#### EXERCISE GOAL
This exercise asks for an exact transcription of every entry.

#### DATA TO USE

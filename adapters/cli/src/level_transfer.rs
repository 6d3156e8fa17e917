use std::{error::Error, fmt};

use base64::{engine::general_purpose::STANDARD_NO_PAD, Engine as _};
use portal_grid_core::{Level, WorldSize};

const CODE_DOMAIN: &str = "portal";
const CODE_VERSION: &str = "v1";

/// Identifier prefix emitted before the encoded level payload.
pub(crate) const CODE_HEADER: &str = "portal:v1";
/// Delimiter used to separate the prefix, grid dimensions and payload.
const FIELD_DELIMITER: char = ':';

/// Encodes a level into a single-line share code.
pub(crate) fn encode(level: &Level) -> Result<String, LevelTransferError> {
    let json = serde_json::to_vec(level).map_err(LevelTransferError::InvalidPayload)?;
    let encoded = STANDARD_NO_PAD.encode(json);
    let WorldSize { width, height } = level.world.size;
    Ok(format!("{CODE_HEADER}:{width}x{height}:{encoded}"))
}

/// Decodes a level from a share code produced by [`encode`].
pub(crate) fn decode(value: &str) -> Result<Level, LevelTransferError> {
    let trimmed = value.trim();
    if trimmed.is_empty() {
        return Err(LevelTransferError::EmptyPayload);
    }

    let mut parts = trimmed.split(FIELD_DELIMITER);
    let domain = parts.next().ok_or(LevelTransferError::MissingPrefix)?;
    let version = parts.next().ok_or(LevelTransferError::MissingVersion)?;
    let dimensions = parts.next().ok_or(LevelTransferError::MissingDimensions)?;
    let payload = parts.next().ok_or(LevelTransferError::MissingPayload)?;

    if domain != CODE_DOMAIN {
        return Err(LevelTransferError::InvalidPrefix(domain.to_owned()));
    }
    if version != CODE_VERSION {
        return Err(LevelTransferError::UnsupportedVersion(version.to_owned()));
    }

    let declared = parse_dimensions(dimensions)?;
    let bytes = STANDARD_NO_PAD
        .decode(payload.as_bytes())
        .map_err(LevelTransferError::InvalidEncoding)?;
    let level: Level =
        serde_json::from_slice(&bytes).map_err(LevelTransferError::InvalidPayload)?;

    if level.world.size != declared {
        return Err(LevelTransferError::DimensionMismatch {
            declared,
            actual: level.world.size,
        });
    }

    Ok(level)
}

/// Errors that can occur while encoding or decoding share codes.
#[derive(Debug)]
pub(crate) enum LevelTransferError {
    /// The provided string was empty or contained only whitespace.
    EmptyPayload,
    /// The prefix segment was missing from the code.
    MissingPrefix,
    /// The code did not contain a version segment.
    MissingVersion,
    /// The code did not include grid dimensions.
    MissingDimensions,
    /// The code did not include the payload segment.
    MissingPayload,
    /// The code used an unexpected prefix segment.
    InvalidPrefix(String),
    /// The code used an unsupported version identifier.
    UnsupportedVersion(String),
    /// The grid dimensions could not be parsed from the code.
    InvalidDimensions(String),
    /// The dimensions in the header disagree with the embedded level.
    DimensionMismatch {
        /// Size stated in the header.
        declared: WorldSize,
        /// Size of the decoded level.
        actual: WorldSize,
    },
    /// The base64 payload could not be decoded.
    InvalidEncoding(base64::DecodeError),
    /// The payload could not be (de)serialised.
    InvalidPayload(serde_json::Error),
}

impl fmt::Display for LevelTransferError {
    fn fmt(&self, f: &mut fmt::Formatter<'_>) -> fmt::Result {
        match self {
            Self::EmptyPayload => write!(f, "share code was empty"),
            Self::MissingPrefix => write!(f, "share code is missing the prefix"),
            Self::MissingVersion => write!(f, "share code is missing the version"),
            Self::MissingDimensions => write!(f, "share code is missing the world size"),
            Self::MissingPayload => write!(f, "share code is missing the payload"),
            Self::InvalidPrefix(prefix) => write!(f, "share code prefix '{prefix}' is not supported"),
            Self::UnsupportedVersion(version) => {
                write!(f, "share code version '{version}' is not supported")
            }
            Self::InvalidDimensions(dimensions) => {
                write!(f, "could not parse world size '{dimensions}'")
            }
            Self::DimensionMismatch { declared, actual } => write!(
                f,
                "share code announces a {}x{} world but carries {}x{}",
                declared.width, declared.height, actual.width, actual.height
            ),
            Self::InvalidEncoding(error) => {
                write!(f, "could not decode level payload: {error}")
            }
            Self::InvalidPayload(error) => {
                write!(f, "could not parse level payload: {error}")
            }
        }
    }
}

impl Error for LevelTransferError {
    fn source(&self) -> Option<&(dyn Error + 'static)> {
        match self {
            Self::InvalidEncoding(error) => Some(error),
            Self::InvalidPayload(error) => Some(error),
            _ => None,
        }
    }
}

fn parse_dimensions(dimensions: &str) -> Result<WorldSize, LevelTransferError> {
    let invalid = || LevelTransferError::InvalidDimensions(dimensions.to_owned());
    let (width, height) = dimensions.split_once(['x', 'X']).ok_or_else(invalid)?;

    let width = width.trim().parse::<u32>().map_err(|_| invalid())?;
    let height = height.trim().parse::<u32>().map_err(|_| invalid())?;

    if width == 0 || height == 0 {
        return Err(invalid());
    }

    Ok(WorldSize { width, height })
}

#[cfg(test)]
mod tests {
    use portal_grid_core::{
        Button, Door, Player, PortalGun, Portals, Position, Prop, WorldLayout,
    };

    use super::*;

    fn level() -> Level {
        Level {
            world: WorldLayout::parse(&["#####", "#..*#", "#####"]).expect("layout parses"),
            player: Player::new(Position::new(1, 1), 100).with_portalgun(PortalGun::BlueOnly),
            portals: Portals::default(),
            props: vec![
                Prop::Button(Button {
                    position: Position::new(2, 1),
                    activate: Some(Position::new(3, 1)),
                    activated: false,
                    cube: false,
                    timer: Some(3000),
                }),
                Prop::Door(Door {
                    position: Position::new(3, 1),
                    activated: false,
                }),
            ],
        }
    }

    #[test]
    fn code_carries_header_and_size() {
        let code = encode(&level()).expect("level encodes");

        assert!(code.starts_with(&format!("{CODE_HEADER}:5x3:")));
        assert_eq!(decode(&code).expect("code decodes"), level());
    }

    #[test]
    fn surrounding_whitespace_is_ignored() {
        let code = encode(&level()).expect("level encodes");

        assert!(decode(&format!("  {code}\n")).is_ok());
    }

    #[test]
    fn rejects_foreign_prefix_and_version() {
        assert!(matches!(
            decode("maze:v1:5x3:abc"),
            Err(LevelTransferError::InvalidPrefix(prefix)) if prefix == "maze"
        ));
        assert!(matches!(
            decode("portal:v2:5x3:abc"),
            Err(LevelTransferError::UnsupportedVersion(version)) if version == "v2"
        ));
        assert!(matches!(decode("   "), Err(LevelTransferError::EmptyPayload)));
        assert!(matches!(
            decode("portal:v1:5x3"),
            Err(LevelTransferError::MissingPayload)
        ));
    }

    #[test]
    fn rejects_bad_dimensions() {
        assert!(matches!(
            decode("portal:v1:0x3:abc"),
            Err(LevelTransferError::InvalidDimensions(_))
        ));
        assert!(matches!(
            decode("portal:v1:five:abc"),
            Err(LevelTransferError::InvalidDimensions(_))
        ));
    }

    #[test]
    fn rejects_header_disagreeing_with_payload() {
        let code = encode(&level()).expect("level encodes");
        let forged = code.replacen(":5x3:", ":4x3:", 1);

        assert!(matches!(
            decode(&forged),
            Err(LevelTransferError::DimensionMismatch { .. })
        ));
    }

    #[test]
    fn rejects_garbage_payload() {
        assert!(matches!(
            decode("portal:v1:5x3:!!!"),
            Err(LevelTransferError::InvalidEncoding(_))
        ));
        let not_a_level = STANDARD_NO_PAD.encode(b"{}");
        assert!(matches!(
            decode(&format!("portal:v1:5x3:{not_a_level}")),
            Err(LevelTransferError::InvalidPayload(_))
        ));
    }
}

#### TASK RESPONSE
filename adapters/cli/src/level_transfer.rs
repository 6d3156e8fa17e917
use std::{error::Error, fmt};

use base64::{engine::general_purpose::STANDARD_NO_PAD, Engine as _};
use portal_grid_core::{Level, WorldSize};

const CODE_DOMAIN: &str = "portal";
const CODE_VERSION: &str = "v1";

/// Identifier prefix emitted before the encoded level payload.
pub(crate) const CODE_HEADER: &str = "portal:v1";
/// Delimiter used to separate the prefix, grid dimensions and payload.
const FIELD_DELIMITER: char = ':';

/// Encodes a level into a single-line share code.
pub(crate) fn encode(level: &Level) -> Result<String, LevelTransferError> {
    let json = serde_json::to_vec(level).map_err(LevelTransferError::InvalidPayload)?;
    let encoded = STANDARD_NO_PAD.encode(json);
    let WorldSize { width, height } = level.world.size;
    Ok(format!("{CODE_HEADER}:{width}x{height}:{encoded}"))
}

/// Decodes a level from a share code produced by [`encode`].
pub(crate) fn decode(value: &str) -> Result<Level, LevelTransferError> {
    let trimmed = value.trim();
    if trimmed.is_empty() {
        return Err(LevelTransferError::EmptyPayload);
    }

    let mut parts = trimmed.split(FIELD_DELIMITER);
    let domain = parts.next().ok_or(LevelTransferError::MissingPrefix)?;
    let version = parts.next().ok_or(LevelTransferError::MissingVersion)?;
    let dimensions = parts.next().ok_or(LevelTransferError::MissingDimensions)?;
    let payload = parts.next().ok_or(LevelTransferError::MissingPayload)?;

    if domain != CODE_DOMAIN {
        return Err(LevelTransferError::InvalidPrefix(domain.to_owned()));
    }
    if version != CODE_VERSION {
        return Err(LevelTransferError::UnsupportedVersion(version.to_owned()));
    }

    let declared = parse_dimensions(dimensions)?;
    let bytes = STANDARD_NO_PAD
        .decode(payload.as_bytes())
        .map_err(LevelTransferError::InvalidEncoding)?;
    let level: Level =
        serde_json::from_slice(&bytes).map_err(LevelTransferError::InvalidPayload)?;

    if level.world.size != declared {
        return Err(LevelTransferError::DimensionMismatch {
            declared,
            actual: level.world.size,
        });
    }

    Ok(level)
}

/// Errors that can occur while encoding or decoding share codes.
#[derive(Debug)]
pub(crate) enum LevelTransferError {
    /// The provided string was empty or contained only whitespace.
    EmptyPayload,
    /// The prefix segment was missing from the code.
    MissingPrefix,
    /// The code did not contain a version segment.
    MissingVersion,
    /// The code did not include grid dimensions.
    MissingDimensions,
    /// The code did not include the payload segment.
    MissingPayload,
    /// The code used an unexpected prefix segment.
    InvalidPrefix(String),
    /// The code used an unsupported version identifier.
    UnsupportedVersion(String),
    /// The grid dimensions could not be parsed from the code.
    InvalidDimensions(String),
    /// The dimensions in the header disagree with the embedded level.
    DimensionMismatch {
        /// Size stated in the header.
        declared: WorldSize,
        /// Size of the decoded level.
        actual: WorldSize,
    },
    /// The base64 payload could not be decoded.
    InvalidEncoding(base64::DecodeError),
    /// The payload could not be (de)serialised.
    InvalidPayload(serde_json::Error),
}

impl fmt::Display for LevelTransferError {
    fn fmt(&self, f: &mut fmt::Formatter<'_>) -> fmt::Result {
        match self {
            Self::EmptyPayload => write!(f, "share code was empty"),
            Self::MissingPrefix => write!(f, "share code is missing the prefix"),
            Self::MissingVersion => write!(f, "share code is missing the version"),
            Self::MissingDimensions => write!(f, "share code is missing the world size"),
            Self::MissingPayload => write!(f, "share code is missing the payload"),
            Self::InvalidPrefix(prefix) => write!(f, "share code prefix '{prefix}' is not supported"),
            Self::UnsupportedVersion(version) => {
                write!(f, "share code version '{version}' is not supported")
            }
            Self::InvalidDimensions(dimensions) => {
                write!(f, "could not parse world size '{dimensions}'")
            }
            Self::DimensionMismatch { declared, actual } => write!(
                f,
                "share code announces a {}x{} world but carries {}x{}",
                declared.width, declared.height, actual.width, actual.height
            ),
            Self::InvalidEncoding(error) => {
                write!(f, "could not decode level payload: {error}")
            }
            Self::InvalidPayload(error) => {
                write!(f, "could not parse level payload: {error}")
            }
        }
    }
}

impl Error for LevelTransferError {
    fn source(&self) -> Option<&(dyn Error + 'static)> {
        match self {
            Self::InvalidEncoding(error) => Some(error),
            Self::InvalidPayload(error) => Some(error),
            _ => None,
        }
    }
}

fn parse_dimensions(dimensions: &str) -> Result<WorldSize, LevelTransferError> {
    let invalid = || LevelTransferError::InvalidDimensions(dimensions.to_owned());
    let (width, height) = dimensions.split_once(['x', 'X']).ok_or_else(invalid)?;

    let width = width.trim().parse::<u32>().map_err(|_| invalid())?;
    let height = height.trim().parse::<u32>().map_err(|_| invalid())?;

    if width == 0 || height == 0 {
        return Err(invalid());
    }

    Ok(WorldSize { width, height })
}

#[cfg(test)]
mod tests {
    use portal_grid_core::{
        Button, Door, Player, PortalGun, Portals, Position, Prop, WorldLayout,
    };

    use super::*;

    fn level() -> Level {
        Level {
            world: WorldLayout::parse(&["#####", "#..*#", "#####"]).expect("layout parses"),
            player: Player::new(Position::new(1, 1), 100).with_portalgun(PortalGun::BlueOnly),
            portals: Portals::default(),
            props: vec![
                Prop::Button(Button {
                    position: Position::new(2, 1),
                    activate: Some(Position::new(3, 1)),
                    activated: false,
                    cube: false,
                    timer: Some(3000),
                }),
                Prop::Door(Door {
                    position: Position::new(3, 1),
                    activated: false,
                }),
            ],
        }
    }

    #[test]
    fn code_carries_header_and_size() {
        let code = encode(&level()).expect("level encodes");

        assert!(code.starts_with(&format!("{CODE_HEADER}:5x3:")));
        assert_eq!(decode(&code).expect("code decodes"), level());
    }

    #[test]
    fn surrounding_whitespace_is_ignored() {
        let code = encode(&level()).expect("level encodes");

        assert!(decode(&format!("  {code}\n")).is_ok());
    }

    #[test]
    fn rejects_foreign_prefix_and_version() {
        assert!(matches!(
            decode("maze:v1:5x3:abc"),
            Err(LevelTransferError::InvalidPrefix(prefix)) if prefix == "maze"
        ));
        assert!(matches!(
            decode("portal:v2:5x3:abc"),
            Err(LevelTransferError::UnsupportedVersion(version)) if version == "v2"
        ));
        assert!(matches!(decode("   "), Err(LevelTransferError::EmptyPayload)));
        assert!(matches!(
            decode("portal:v1:5x3"),
            Err(LevelTransferError::MissingPayload)
        ));
    }

    #[test]
    fn rejects_bad_dimensions() {
        assert!(matches!(
            decode("portal:v1:0x3:abc"),
            Err(LevelTransferError::InvalidDimensions(_))
        ));
        assert!(matches!(
            decode("portal:v1:five:abc"),
            Err(LevelTransferError::InvalidDimensions(_))
        ));
    }

    #[test]
    fn rejects_header_disagreeing_with_payload() {
        let code = encode(&level()).expect("level encodes");
        let forged = code.replacen(":5x3:", ":4x3:", 1);

        assert!(matches!(
            decode(&forged),
            Err(LevelTransferError::DimensionMismatch { .. })
        ));
    }

    #[test]
    fn rejects_garbage_payload() {
        assert!(matches!(
            decode("portal:v1:5x3:!!!"),
            Err(LevelTransferError::InvalidEncoding(_))
        ));
        let not_a_level = STANDARD_NO_PAD.encode(b"{}");
        assert!(matches!(
            decode(&format!("portal:v1:5x3:{not_a_level}")),
            Err(LevelTransferError::InvalidPayload(_))
        ));
    }
}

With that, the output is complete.